__WHAT TO PRODUCE__: A word-for-word printout of the listing below is needed.

__DATA SHOWN__:

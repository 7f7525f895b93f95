//! Option lookups shared by the plugins.

use std::time::Duration;

use channelfs_core::{ChannelError, Options};
use channelfs_locator::parse_number;

/// Split `left:right` at the last colon.
pub(crate) fn split_pair<'a>(
    payload: &'a str,
    what: &'static str,
) -> Result<(&'a str, &'a str), ChannelError> {
    payload
        .rsplit_once(':')
        .filter(|(left, right)| !left.is_empty() && !right.is_empty())
        .ok_or_else(|| ChannelError::OutOfRange {
            what,
            value: payload.to_string(),
        })
}

/// Whether `text` is a numeric literal.
pub(crate) fn is_number(text: &str) -> bool {
    parse_number(text).is_ok()
}

pub(crate) fn required<'a>(
    options: &'a Options,
    option: &'static str,
) -> Result<&'a str, ChannelError> {
    options
        .get(option)
        .ok_or(ChannelError::MissingOption { option })
}

pub(crate) fn required_number(options: &Options, option: &'static str) -> Result<i64, ChannelError> {
    options
        .get_number(option)?
        .ok_or(ChannelError::MissingOption { option })
}

pub(crate) fn positive(options: &Options, option: &'static str) -> Result<i64, ChannelError> {
    let value = required_number(options, option)?;
    if value <= 0 {
        return Err(ChannelError::OutOfRange {
            what: option,
            value: value.to_string(),
        });
    }
    Ok(value)
}

/// A port in `1..=65535`.
pub(crate) fn port(options: &Options, option: &'static str) -> Result<u16, ChannelError> {
    let value = required_number(options, option)?;
    u16::try_from(value)
        .ok()
        .filter(|&port| port != 0)
        .ok_or_else(|| ChannelError::OutOfRange {
            what: "port",
            value: value.to_string(),
        })
}

/// An optional local port; absent or 0 lets the OS choose.
pub(crate) fn local_port(options: &Options, option: &'static str) -> Result<u16, ChannelError> {
    match options.get_number(option)? {
        None => Ok(0),
        Some(value) => u16::try_from(value).map_err(|_| ChannelError::OutOfRange {
            what: "port",
            value: value.to_string(),
        }),
    }
}

/// A microsecond timeout. Absent gives `default`; 0 means no timeout.
pub(crate) fn micros_or(
    options: &Options,
    option: &'static str,
    default: Option<Duration>,
) -> Result<Option<Duration>, ChannelError> {
    match options.get_number(option)? {
        None => Ok(default),
        Some(us) if us < 0 => Err(ChannelError::OutOfRange {
            what: option,
            value: us.to_string(),
        }),
        Some(us) => Ok(channelfs_generic::micros(us)),
    }
}

/// Linger time in seconds, if given.
pub(crate) fn linger(options: &Options, option: &'static str) -> Result<Option<i32>, ChannelError> {
    match options.get_number(option)? {
        None => Ok(None),
        Some(seconds) => i32::try_from(seconds)
            .ok()
            .filter(|&s| s >= 0)
            .map(Some)
            .ok_or_else(|| ChannelError::OutOfRange {
                what: option,
                value: seconds.to_string(),
            }),
    }
}

pub(crate) fn flag(options: &Options, option: &'static str) -> Result<bool, ChannelError> {
    Ok(options.get_bool(option)?.unwrap_or(false))
}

__YOUR RESPONSE__:
repository 7f7525f895b93f95
//! Option lookups shared by the plugins.

use std::time::Duration;

use channelfs_core::{ChannelError, Options};
use channelfs_locator::parse_number;

/// Split `left:right` at the last colon.
pub(crate) fn split_pair<'a>(
    payload: &'a str,
    what: &'static str,
) -> Result<(&'a str, &'a str), ChannelError> {
    payload
        .rsplit_once(':')
        .filter(|(left, right)| !left.is_empty() && !right.is_empty())
        .ok_or_else(|| ChannelError::OutOfRange {
            what,
            value: payload.to_string(),
        })
}

/// Whether `text` is a numeric literal.
pub(crate) fn is_number(text: &str) -> bool {
    parse_number(text).is_ok()
}

pub(crate) fn required<'a>(
    options: &'a Options,
    option: &'static str,
) -> Result<&'a str, ChannelError> {
    options
        .get(option)
        .ok_or(ChannelError::MissingOption { option })
}

pub(crate) fn required_number(options: &Options, option: &'static str) -> Result<i64, ChannelError> {
    options
        .get_number(option)?
        .ok_or(ChannelError::MissingOption { option })
}

pub(crate) fn positive(options: &Options, option: &'static str) -> Result<i64, ChannelError> {
    let value = required_number(options, option)?;
    if value <= 0 {
        return Err(ChannelError::OutOfRange {
            what: option,
            value: value.to_string(),
        });
    }
    Ok(value)
}

/// A port in `1..=65535`.
pub(crate) fn port(options: &Options, option: &'static str) -> Result<u16, ChannelError> {
    let value = required_number(options, option)?;
    u16::try_from(value)
        .ok()
        .filter(|&port| port != 0)
        .ok_or_else(|| ChannelError::OutOfRange {
            what: "port",
            value: value.to_string(),
        })
}

/// An optional local port; absent or 0 lets the OS choose.
pub(crate) fn local_port(options: &Options, option: &'static str) -> Result<u16, ChannelError> {
    match options.get_number(option)? {
        None => Ok(0),
        Some(value) => u16::try_from(value).map_err(|_| ChannelError::OutOfRange {
            what: "port",
            value: value.to_string(),
        }),
    }
}

/// A microsecond timeout. Absent gives `default`; 0 means no timeout.
pub(crate) fn micros_or(
    options: &Options,
    option: &'static str,
    default: Option<Duration>,
) -> Result<Option<Duration>, ChannelError> {
    match options.get_number(option)? {
        None => Ok(default),
        Some(us) if us < 0 => Err(ChannelError::OutOfRange {
            what: option,
            value: us.to_string(),
        }),
        Some(us) => Ok(channelfs_generic::micros(us)),
    }
}

/// Linger time in seconds, if given.
pub(crate) fn linger(options: &Options, option: &'static str) -> Result<Option<i32>, ChannelError> {
    match options.get_number(option)? {
        None => Ok(None),
        Some(seconds) => i32::try_from(seconds)
            .ok()
            .filter(|&s| s >= 0)
            .map(Some)
            .ok_or_else(|| ChannelError::OutOfRange {
                what: option,
                value: seconds.to_string(),
            }),
    }
}

pub(crate) fn flag(options: &Options, option: &'static str) -> Result<bool, ChannelError> {
    Ok(options.get_bool(option)?.unwrap_or(false))
}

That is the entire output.